そんなことばかり願っていると、額にキスが落ちた。許してもらえると思った。さっきよりも近い位置に国宝級のお顔が現れ、ふいうつときめきに心臓が慌てる。
「璃凪が俺以外を受け入れたら、俺嫉妬で死ぬから、その時は一緒に死んで」
私は雨宮冬稀のことを知ったつもりだった。しかし、こんな巫山戯た要請を嬉々として告げる男だなんて。
「なにを……」
と、言いかけた声は、指先が敏感な場所を触れるから、喘ぎ声に変わる。
その目が苦手だった。
私の全てを見透かすようなその目が、私を見下ろしている。
「……っ、見ないで……」
「あほか。
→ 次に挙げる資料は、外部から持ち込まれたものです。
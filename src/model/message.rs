//! Bus message envelope.

use chrono::{DateTime, Utc};
use serde::{Deserialize, Serialize};
use uuid::Uuid;

use super::notification::NotificationId;

#[derive(Debug, Clone, Copy, PartialEq, Eq, Serialize, Deserialize)]
#[serde(rename_all = "snake_case")]
pub enum MessageType {
    Command,
    Event,
}

#[derive(Debug, Clone, PartialEq, Eq, Serialize, Deserialize)]
pub struct MessageHeader {
    pub message_id: Uuid,
    pub message_type: MessageType,
    pub message_name: String,
    pub created_at: DateTime<Utc>,
}

/// An immutable envelope: header plus an opaque JSON body.
///
/// Fields are private; a message is fully built by its factory and never
/// changes afterwards.
#[derive(Debug, Clone, PartialEq, Serialize, Deserialize)]
pub struct Message {
    header: MessageHeader,
    body: serde_json::Value,
}

impl Message {
    pub fn new(header: MessageHeader, body: serde_json::Value) -> Self {
        Self { header, body }
    }

    pub fn header(&self) -> &MessageHeader {
        &self.header
    }

    pub fn body(&self) -> &serde_json::Value {
        &self.body
    }

    pub fn name(&self) -> &str {
        &self.header.message_name
    }

    /// The `notification_id` carried in the body, if any.
    pub fn notification_id(&self) -> Option<NotificationId> {
        self.body
            .get("notification_id")
            .and_then(|v| v.as_str())
            .and_then(|s| Uuid::parse_str(s).ok())
            .map(NotificationId)
    }
}
//! Postgres adapters: notification and worker persistence, pgmq bus.
//!
//! One connection pool shared by the repositories, the bus and the
//! dispatcher's listener.

pub mod notification;
pub mod pgmq;
pub mod worker;

use crate::error::{Error, Result};
use sqlx::PgPool;
use sqlx::postgres::PgPoolOptions;

pub use pgmq::PgmqBus;

/// Database handle. Owns the connection pool.
pub struct Db {
    pool: PgPool,
}

impl Db {
    /// Connect to Postgres and create a connection pool.
    pub async fn connect(url: &str) -> Result<Self> {
        let pool = PgPoolOptions::new()
            .max_connections(10)
            .connect(url)
            .await?;
        Ok(Self { pool })
    }

    /// Run all pending migrations.
    pub async fn migrate(&self) -> Result<()> {
        sqlx::migrate!("./migrations")
            .run(&self.pool)
            .await
            .map_err(|e| Error::Other(format!("migration failed: {e}")))?;
        Ok(())
    }

    /// Run a SELECT 1.
    pub async fn health_check(&self) -> Result<()> {
        sqlx::query("SELECT 1").execute(&self.pool).await?;
        Ok(())
    }

    pub(crate) fn pool(&self) -> &PgPool {
        &self.pool
    }
}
何回も全部見たわ」
「〜〜〜〜……!あ、んまし、見ないで」
「見なくてもいいけど、見ないと入れらんないけど、璃凪が自分でしてくれんの?」
それは……無理に決まってる。
黙りこくると目に涙が溜まった。溜まったそれは瞬きをするとポロッと流れてしまって。
「良い顔」
そんな私を見て雨宮くんはいつも楽しそうにする。
良い顔なはずも無いし、良い声なはずも無い。
雨宮くんが触れるその間、私は慣れ親しんだ玄関の天井を初めて見た。